Work to complete - When you have gone through the records, report how many lines include "AppConfig", giving the number and nothing more.

[Stored dataset items]
========

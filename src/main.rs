//! shop-checkout server binary.

use shop_checkout::bootstrap::{
    build_router, build_state, init_tracing, shutdown_signal, spawn_webhook_purge, Adapters,
    StartupError,
};
use shop_checkout::config::{AppConfig, ConfigError};

#[tokio::main]
async fn main() -> Result<(), StartupError> {
    let config = AppConfig::load()?;
    init_tracing(&config.server);
    config.validate().map_err(ConfigError::from)?;

    let adapters = Adapters::from_config(&config).await?;
    let _purge = spawn_webhook_purge(
        adapters.processed_webhooks.clone(),
        config.checkout.webhook_retention_days,
    );

    let state = build_state(adapters, &config);
    let app = build_router(state, &config.server);

    let addr = config.server.socket_addr().map_err(ConfigError::from)?;
    let listener = tokio::net::TcpListener::bind(addr).await?;
    tracing::info!(%addr, "shop-checkout listening");

    axum::serve(listener, app)
        .with_graceful_shutdown(shutdown_signal())
        .await?;

    Ok(())
}
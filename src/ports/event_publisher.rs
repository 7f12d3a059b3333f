//! EventPublisher port - hands domain events to whatever transport is wired in.

use async_trait::async_trait;

use crate::domain::foundation::{DomainError, EventEnvelope};

/// Port for publishing domain events.
///
/// Delivery is at-least-once; subscribers must tolerate duplicates.
#[async_trait]
pub trait EventPublisher: Send + Sync {
    async fn publish(&self, event: EventEnvelope) -> Result<(), DomainError>;

    /// Publish several events in order. Adapters without batching publish
    /// them one by one and stop at the first error.
    async fn publish_all(&self, events: Vec<EventEnvelope>) -> Result<(), DomainError>;
}
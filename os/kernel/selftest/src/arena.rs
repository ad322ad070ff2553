//! Physical arena checks.
//!
//! Stand-ins for the virtual-memory `malloc` checks: two allocations out of
//! the freshly initialized arena must be distinct, usable and inside the
//! storage discovery found, while the first byte past that storage must raise
//! an addressing exception.

use crate::program::check_program_interrupt;
use kernel_alloc::PhysArena;
use kernel_interrupts::{ProgramInterruptCode, TrapInterception};
use kernel_memory_addresses::PhysicalAddress;
use kernel_meminit::DiscoveredMemory;
use kernel_report::Report;
use log::info;

/// Size of each test allocation.
const ALLOCATION_SIZE: u64 = 4096;

/// Arbitrary pattern written through each allocation.
const PATTERN: u64 = 123_456_789;

/// Doubleword access to real storage.
pub trait StorageAccess {
    fn store(&mut self, addr: PhysicalAddress, value: u64);
    fn load(&mut self, addr: PhysicalAddress) -> u64;

    /// Store one byte; used on the address right past usable storage.
    fn store_byte(&mut self, addr: PhysicalAddress, value: u8);
}

/// Allocate twice from `arena` and check the results against `memory`.
pub fn check_arena<T, S>(
    report: &mut Report,
    arena: &mut PhysArena,
    memory: &DiscoveredMemory,
    traps: &mut T,
    storage: &mut S,
) -> bool
where
    T: TrapInterception + ?Sized,
    S: StorageAccess + ?Sized,
{
    report.prefix_push("arena");
    let pass = run(report, arena, memory, traps, storage);
    arena.show();
    report.prefix_pop();
    pass
}

fn run<T, S>(
    report: &mut Report,
    arena: &mut PhysArena,
    memory: &DiscoveredMemory,
    traps: &mut T,
    storage: &mut S,
) -> bool
where
    T: TrapInterception + ?Sized,
    S: StorageAccess + ?Sized,
{
    let (first, second) = match (arena.alloc(ALLOCATION_SIZE), arena.alloc(ALLOCATION_SIZE)) {
        (Ok(first), Ok(second)) => (first, second),
        (Err(e), _) | (_, Err(e)) => {
            info!("allocation failed: {e}");
            return report.report("two allocations", false);
        }
    };

    let inside = |addr: PhysicalAddress| {
        addr >= memory.free_start
            && addr
                .checked_add(ALLOCATION_SIZE)
                .is_some_and(|end| end <= memory.ram_end())
    };

    let mut pass = report.report("got address inside storage", inside(first));
    storage.store(first, PATTERN);
    pass &= report.report("access works", storage.load(first) == PATTERN);

    pass &= report.report("got 2nd address inside storage", inside(second));
    storage.store(second, PATTERN);
    pass &= report.report("access works", storage.load(second) == PATTERN);

    pass &= report.report("addresses differ", first != second);

    let ram_end = memory.ram_end();
    pass &= check_program_interrupt(
        report,
        traps,
        "store past end of storage",
        ProgramInterruptCode::ADDRESSING,
        || storage.store_byte(ram_end, 0),
    );
    pass
}

#[cfg(test)]
mod tests {
    use super::*;
    use kernel_alloc::ArenaInit;
    use kernel_interrupts::SimulatedTraps;
    use kernel_meminit::StorageLayout;
    use std::collections::BTreeMap;

    const MIB: u64 = 1 << 20;

    struct Storage<'t> {
        ram_end: PhysicalAddress,
        traps: &'t SimulatedTraps,
        words: BTreeMap<u64, u64>,
    }

    impl StorageAccess for Storage<'_> {
        fn store(&mut self, addr: PhysicalAddress, value: u64) {
            assert!(addr < self.ram_end, "store outside storage at {addr}");
            self.words.insert(addr.as_u64(), value);
        }

        fn load(&mut self, addr: PhysicalAddress) -> u64 {
            self.words.get(&addr.as_u64()).copied().unwrap_or_default()
        }

        fn store_byte(&mut self, addr: PhysicalAddress, _value: u8) {
            if addr >= self.ram_end {
                self.traps.deliver(ProgramInterruptCode::ADDRESSING);
            }
        }
    }

    fn discovered(ram_size: u64) -> DiscoveredMemory {
        DiscoveredMemory {
            layout: StorageLayout {
                increment_size: MIB,
                max_ram_size: 4 * MIB,
            },
            ram_size,
            free_start: PhysicalAddress::new(0x2_0000),
        }
    }

    #[test]
    fn allocations_inside_discovered_storage_pass() {
        let memory = discovered(2 * MIB);
        let traps = SimulatedTraps::new();
        let mut storage = Storage {
            ram_end: memory.ram_end(),
            traps: &traps,
            words: BTreeMap::new(),
        };
        let mut arena = PhysArena::new();
        arena.init_arena(memory.free_start, memory.free_size());

        let mut report = Report::new();
        assert!(check_arena(&mut report, &mut arena, &memory, &mut &traps, &mut storage));
        assert_eq!(report.tests(), 6);
        assert_eq!(report.failures(), 0);
        assert_eq!(arena.regions().count(), 2);
        assert_eq!(storage.words.len(), 2);
        assert_eq!(report.prefixes().to_string(), "");
    }

    #[test]
    fn exhausted_arena_fails_once() {
        let memory = discovered(2 * MIB);
        let traps = SimulatedTraps::new();
        let mut storage = Storage {
            ram_end: memory.ram_end(),
            traps: &traps,
            words: BTreeMap::new(),
        };
        let mut arena = PhysArena::new();
        arena.init_arena(memory.free_start, ALLOCATION_SIZE);

        let mut report = Report::new();
        assert!(!check_arena(&mut report, &mut arena, &memory, &mut &traps, &mut storage));
        assert_eq!(report.tests(), 1);
        assert_eq!(report.failures(), 1);
        assert!(storage.words.is_empty());
    }

    #[test]
    fn missing_boundary_trap_fails() {
        let memory = discovered(2 * MIB);
        let traps = SimulatedTraps::new();
        // Storage continues past what discovery reported.
        let mut storage = Storage {
            ram_end: PhysicalAddress::new(4 * MIB),
            traps: &traps,
            words: BTreeMap::new(),
        };
        let mut arena = PhysArena::new();
        arena.init_arena(memory.free_start, memory.free_size());

        let mut report = Report::new();
        assert!(!check_arena(&mut report, &mut arena, &memory, &mut &traps, &mut storage));
        assert_eq!(report.failures(), 1);
        assert_eq!(traps.delivered(), 0);
    }
}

========

Solution to this task - 2